Legislative Auditor Recommendation: Review and Clarify

The Legislature should review and clarify the public facilities districts preference to provide a performance statement that includes a public policy objective and specifies metrics to determine if the objectives have been achieved, and to add reporting or other accountability requirements to provide better information on use of the preference.

The Legislative Auditor’s guidance document for drafting performance statements provides a framework for identifying policy objectives and linking these to performance metrics.

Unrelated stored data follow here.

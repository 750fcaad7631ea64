use crate::bundle::BundleMap;
use crate::gateway::{Gateway, GatewayCtx, TopicValidator};
use crate::message::Message;

/// The built-in `$SYS` gateway.
///
/// Accepts exactly two publication topics (case-insensitive): `exit`
/// requests application exit, `save` requests a state save. It emits
/// `start` once the application is up and `state-saved` after every save.
pub(crate) struct SystemGateway {
    ctx: Option<GatewayCtx>,
}

impl SystemGateway {
    pub(crate) fn new() -> Self {
        Self { ctx: None }
    }
}

impl Gateway for SystemGateway {
    fn on_start(&mut self, ctx: &GatewayCtx, _bundles: &BundleMap) -> anyhow::Result<()> {
        self.ctx = Some(ctx.clone());
        Ok(())
    }

    fn on_publish(&mut self, message: Message) -> anyhow::Result<()> {
        let Some(app) = self.ctx.as_ref().and_then(GatewayCtx::application) else {
            return Ok(());
        };

        if message.topic().eq_ignore_ascii_case("exit") {
            tracing::info!("[SystemGateway] exit requested");
            app.request_exit();
        } else if message.topic().eq_ignore_ascii_case("save") {
            app.shared().request_save();
        }
        Ok(())
    }

    fn topic_validator(&self) -> TopicValidator {
        TopicValidator::custom(|topic| {
            topic.eq_ignore_ascii_case("exit") || topic.eq_ignore_ascii_case("save")
        })
    }
}
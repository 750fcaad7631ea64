use criterion::{Criterion, criterion_group, criterion_main};
use hubrt::prelude::*;
use std::hint::black_box;

fn base_app() -> Application {
    let app = Application::with_config(AppConfig {
        autosave_period_secs: 0,
        handle_signals: false,
    });
    app.add_gateway("local", EchoGateway::new()).unwrap();
    app
}

/// One full publish → echo → deliver round trip through the dispatch loop.
fn publish_round_trip(c: &mut Criterion) {
    let app = base_app();
    let (tx, rx) = crossbeam::channel::bounded::<()>(1);
    app.subscribe("local/bench", move |message: &Message| {
        black_box(message.topic());
        let _ = tx.send(());
    })
    .unwrap();
    app.launch().unwrap();

    c.bench_function("publish_round_trip", |b| {
        b.iter(|| {
            app.publish(Message::empty("local/bench")).unwrap();
            rx.recv().unwrap();
        })
    });

    app.request_exit();
    app.join().unwrap();
}

/// Delivery with a crowd of wildcard subscribers that all match.
fn wildcard_fan_out(c: &mut Criterion) {
    let app = base_app();
    let (tx, rx) = crossbeam::channel::bounded::<()>(1);
    for _ in 0..15 {
        app.subscribe("local/a/+/c", |message: &Message| {
            black_box(message.payload());
        })
        .unwrap();
    }
    app.subscribe_with_priority(
        "local/a/#",
        move |_: &Message| {
            let _ = tx.send(());
        },
        -1,
    )
    .unwrap();
    app.launch().unwrap();

    c.bench_function("wildcard_fan_out_16", |b| {
        b.iter(|| {
            app.publish(Message::empty("local/a/b/c")).unwrap();
            rx.recv().unwrap();
        })
    });

    app.request_exit();
    app.join().unwrap();
}

criterion_group!(benches, publish_round_trip, wildcard_fan_out);
criterion_main!(benches);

The preference is achieving the inferred public policy objective of providing the same leasehold excise tax treatment to county and city public facilities district facilities that the Legislature provided to CenturyLink and Safeco fields.  However, the Legislature may have an underlying objective for providing this same LET tax treatment to all of these public facilities.

Legislation Required: Yes.

Fiscal Impact: Depends on legislative action.

The Commission endorses the Legislative Auditor’s recommendation without comment.